[Task instructions]
Copy every line of the data that includes the string "steps".

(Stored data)
====

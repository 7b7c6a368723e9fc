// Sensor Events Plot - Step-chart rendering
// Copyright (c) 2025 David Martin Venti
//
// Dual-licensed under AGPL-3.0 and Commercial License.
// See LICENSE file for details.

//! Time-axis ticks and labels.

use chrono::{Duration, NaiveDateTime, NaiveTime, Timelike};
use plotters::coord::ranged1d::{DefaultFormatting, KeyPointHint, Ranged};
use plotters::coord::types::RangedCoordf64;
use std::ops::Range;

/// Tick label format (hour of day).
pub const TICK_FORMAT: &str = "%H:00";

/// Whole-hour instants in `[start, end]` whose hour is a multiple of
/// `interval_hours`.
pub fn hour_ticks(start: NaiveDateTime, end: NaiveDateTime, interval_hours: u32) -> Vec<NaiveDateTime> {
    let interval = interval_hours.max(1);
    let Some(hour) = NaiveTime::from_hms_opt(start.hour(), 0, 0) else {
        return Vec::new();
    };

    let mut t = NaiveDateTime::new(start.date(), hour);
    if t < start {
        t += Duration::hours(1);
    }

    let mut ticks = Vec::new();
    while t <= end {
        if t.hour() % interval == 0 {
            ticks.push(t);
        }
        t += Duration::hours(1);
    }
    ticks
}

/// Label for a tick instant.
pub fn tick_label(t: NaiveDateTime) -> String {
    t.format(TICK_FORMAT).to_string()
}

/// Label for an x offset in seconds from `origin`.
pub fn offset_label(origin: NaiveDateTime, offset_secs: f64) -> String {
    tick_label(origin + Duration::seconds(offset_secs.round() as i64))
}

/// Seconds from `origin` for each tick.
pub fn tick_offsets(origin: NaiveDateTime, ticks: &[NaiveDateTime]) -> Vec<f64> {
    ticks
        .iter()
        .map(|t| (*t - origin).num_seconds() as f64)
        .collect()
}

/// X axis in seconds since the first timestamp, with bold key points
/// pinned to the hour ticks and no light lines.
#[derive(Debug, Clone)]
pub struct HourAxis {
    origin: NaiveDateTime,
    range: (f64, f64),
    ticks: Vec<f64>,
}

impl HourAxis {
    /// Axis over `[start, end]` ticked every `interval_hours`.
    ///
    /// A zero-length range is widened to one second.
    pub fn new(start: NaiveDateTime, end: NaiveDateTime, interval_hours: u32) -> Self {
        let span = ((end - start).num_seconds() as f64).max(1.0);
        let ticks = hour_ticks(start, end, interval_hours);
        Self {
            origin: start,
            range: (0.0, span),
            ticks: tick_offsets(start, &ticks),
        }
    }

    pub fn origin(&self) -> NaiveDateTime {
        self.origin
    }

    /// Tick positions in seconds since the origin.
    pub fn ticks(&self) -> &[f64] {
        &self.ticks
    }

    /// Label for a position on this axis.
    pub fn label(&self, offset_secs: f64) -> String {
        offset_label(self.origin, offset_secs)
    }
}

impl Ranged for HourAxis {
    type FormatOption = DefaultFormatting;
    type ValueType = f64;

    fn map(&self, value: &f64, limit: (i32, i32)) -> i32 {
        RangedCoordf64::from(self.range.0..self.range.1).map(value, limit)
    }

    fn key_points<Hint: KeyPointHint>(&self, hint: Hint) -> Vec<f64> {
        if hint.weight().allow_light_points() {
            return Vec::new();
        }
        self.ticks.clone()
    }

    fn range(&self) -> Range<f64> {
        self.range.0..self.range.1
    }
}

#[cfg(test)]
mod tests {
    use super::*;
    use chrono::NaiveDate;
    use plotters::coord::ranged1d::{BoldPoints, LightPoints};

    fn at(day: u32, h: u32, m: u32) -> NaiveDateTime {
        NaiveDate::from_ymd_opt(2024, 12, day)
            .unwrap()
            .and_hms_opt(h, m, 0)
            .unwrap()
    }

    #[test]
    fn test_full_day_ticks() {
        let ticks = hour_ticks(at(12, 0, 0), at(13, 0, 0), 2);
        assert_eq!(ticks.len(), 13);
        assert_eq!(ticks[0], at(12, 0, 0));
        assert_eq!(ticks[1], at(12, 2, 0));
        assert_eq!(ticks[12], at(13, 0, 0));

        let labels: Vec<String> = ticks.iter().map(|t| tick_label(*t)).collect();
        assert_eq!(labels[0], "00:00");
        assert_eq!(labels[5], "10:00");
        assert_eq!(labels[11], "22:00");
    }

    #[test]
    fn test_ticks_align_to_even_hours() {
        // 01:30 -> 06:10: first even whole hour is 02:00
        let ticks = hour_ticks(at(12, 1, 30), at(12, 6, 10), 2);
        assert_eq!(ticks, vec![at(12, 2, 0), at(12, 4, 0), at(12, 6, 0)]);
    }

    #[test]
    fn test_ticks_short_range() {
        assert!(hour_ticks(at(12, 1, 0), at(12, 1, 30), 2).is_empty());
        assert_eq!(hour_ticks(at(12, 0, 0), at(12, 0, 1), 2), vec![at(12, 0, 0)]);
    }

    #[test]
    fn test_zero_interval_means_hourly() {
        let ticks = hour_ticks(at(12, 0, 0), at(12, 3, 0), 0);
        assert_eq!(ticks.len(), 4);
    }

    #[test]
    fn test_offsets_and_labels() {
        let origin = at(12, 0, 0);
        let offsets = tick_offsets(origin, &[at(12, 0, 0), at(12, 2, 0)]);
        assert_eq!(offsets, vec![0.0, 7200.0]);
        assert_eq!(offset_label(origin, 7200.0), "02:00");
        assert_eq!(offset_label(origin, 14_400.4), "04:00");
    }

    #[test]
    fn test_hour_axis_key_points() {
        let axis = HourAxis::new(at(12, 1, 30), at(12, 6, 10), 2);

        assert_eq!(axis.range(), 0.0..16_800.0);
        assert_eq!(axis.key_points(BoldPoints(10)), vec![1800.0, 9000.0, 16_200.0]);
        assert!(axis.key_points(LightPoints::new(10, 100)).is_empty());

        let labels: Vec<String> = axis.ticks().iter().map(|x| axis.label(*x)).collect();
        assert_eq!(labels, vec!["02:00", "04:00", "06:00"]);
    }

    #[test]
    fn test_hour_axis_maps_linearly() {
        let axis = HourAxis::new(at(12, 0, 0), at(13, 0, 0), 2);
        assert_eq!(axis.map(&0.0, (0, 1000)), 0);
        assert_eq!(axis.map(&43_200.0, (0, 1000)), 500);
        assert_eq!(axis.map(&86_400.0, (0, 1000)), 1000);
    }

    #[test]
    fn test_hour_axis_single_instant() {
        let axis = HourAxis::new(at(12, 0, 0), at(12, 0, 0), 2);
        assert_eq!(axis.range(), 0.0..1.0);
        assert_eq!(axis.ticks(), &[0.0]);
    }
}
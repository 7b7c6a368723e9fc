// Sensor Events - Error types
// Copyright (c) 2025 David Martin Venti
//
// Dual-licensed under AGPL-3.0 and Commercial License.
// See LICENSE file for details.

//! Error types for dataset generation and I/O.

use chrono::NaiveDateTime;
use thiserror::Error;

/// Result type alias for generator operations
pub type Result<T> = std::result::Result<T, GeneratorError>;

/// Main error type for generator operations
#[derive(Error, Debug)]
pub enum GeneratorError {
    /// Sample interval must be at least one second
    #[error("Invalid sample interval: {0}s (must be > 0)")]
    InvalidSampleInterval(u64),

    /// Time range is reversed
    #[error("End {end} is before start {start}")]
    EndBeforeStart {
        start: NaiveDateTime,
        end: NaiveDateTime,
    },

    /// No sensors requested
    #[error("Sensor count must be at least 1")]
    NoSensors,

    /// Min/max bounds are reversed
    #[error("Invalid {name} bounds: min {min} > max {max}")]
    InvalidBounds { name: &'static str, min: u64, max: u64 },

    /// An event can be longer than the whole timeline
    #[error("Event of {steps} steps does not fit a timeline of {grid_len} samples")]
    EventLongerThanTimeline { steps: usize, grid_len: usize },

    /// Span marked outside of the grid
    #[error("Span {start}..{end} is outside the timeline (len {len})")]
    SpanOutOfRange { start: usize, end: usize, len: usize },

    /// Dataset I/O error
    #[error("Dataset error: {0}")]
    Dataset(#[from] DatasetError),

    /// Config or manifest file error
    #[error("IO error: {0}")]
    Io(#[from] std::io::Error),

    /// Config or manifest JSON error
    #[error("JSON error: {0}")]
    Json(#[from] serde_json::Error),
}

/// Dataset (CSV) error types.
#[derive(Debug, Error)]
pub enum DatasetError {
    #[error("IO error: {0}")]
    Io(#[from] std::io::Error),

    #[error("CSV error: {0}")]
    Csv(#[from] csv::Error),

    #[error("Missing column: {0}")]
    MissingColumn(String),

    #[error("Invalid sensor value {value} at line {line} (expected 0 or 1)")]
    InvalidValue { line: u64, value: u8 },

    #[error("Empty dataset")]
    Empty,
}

====

[Response area]
    #[error("Event of {steps} steps does not fit a timeline of {grid_len} samples")]
    EventLongerThanTimeline { steps: usize, grid_len: usize },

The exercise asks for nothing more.